Çubuk Hasan, Jin Xinyi, Phipson Belinda, Marsh Joseph A, Rubin Alan F
MRC Human Genetics Unit, Institute of Genetics and Cancer, University of Edinburgh, Edinburgh, EH4 2XU, UK.
Bioinformatics Division, The Walter and Eliza Hall Institute of Medical Research, Parkville, VIC, 3052, Australia.
Mol Syst Biol. 2025 Aug 8. doi: 10.1038/s44320-025-00137-x.

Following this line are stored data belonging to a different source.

//! Monthly target business logic - upserts and reads planned values per metric and month.

use crate::{
    core::period::validate_month,
    entities::{MonthlyTarget, monthly_target},
    errors::{Error, Result},
};
use chrono::Utc;
use sea_orm::{QueryOrder, Set, prelude::*};

/// Writes the target for `(year, month, metric_key)`, updating the existing row if there
/// is one. The metric must exist (active or not).
pub async fn upsert_monthly_target<C>(
    db: &C,
    year: i32,
    month: u32,
    metric_key: &str,
    target_value: f64,
) -> Result<monthly_target::Model>
where
    C: ConnectionTrait,
{
    validate_month(month)?;
    if !target_value.is_finite() {
        return Err(Error::InvalidValue {
            value: target_value,
        });
    }
    if crate::core::metrics::get_metric_by_key(db, metric_key)
        .await?
        .is_none()
    {
        return Err(Error::MetricNotFound {
            key: metric_key.to_string(),
        });
    }

    let now = Utc::now().naive_utc();
    let existing = MonthlyTarget::find()
        .filter(monthly_target::Column::Year.eq(year))
        .filter(monthly_target::Column::Month.eq(month))
        .filter(monthly_target::Column::MetricKey.eq(metric_key))
        .one(db)
        .await?;

    let stored = if let Some(target) = existing {
        let mut active_model: monthly_target::ActiveModel = target.into();
        active_model.target_value = Set(target_value);
        active_model.updated_at = Set(now);
        active_model.update(db).await?
    } else {
        monthly_target::ActiveModel {
            year: Set(year),
            month: Set(month),
            metric_key: Set(metric_key.to_string()),
            target_value: Set(target_value),
            updated_at: Set(now),
            ..Default::default()
        }
        .insert(db)
        .await?
    };

    Ok(stored)
}

/// All targets of a year ordered by month then metric key.
pub async fn list_targets<C>(db: &C, year: i32) -> Result<Vec<monthly_target::Model>>
where
    C: ConnectionTrait,
{
    MonthlyTarget::find()
        .filter(monthly_target::Column::Year.eq(year))
        .order_by_asc(monthly_target::Column::Month)
        .order_by_asc(monthly_target::Column::MetricKey)
        .all(db)
        .await
        .map_err(Into::into)
}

Deep mutational scanning (DMS) can systematically assess the effects of thousands of genetic variants in a single assay, providing insights into protein function, evolution, host-pathogen interactions, and clinical impacts. Accurate scoring of variant effects is crucial, yet the diversity of tools and experimental designs contributes considerable heterogeneity that complicates data analysis. Here, we review and compare 12 computational tools for processing DMS sequencing data and scoring variant effects. We systematically outline each tool's statistical approaches, supported experimental designs, input/output requirements, software implementation, visualisation capabilities, and key assumptions. By highlighting the strengths and limitations of these tools, we hope to guide researchers in selecting methods appropriate for their specific experiments. Furthermore, we discuss current challenges, including the need for standardised analysis protocols and sustainable software maintenance, as well as opportunities for future methods development. Ultimately, this review seeks to advance the application and adoption of DMS, facilitating deeper biological understanding and improved clinical translation.
深度突变扫描(DMS)可以在一次实验中系统地评估数千种基因变异的影响,为蛋白质功能、进化、宿主-病原体相互作用及临床影响提供见解。准确评估变异效应至关重要,但工具和实验设计的多样性导致了相当大的异质性,使数据分析变得复杂。在此,我们回顾并比较了12种用于处理DMS测序数据和评估变异效应的计算工具。我们系统地概述了每种工具的统计方法、支持的实验设计、输入/输出要求、软件实现、可视化能力及关键假设。通过强调这些工具的优势和局限性,我们希望能指导研究人员选择适合其特定实验的方法。此外,我们讨论了当前的挑战,包括对标准化分析方案和可持续软件维护的需求,以及未来方法开发的机遇。最终,本综述旨在推动DMS的应用和采用,促进更深入的生物学理解和改善临床转化。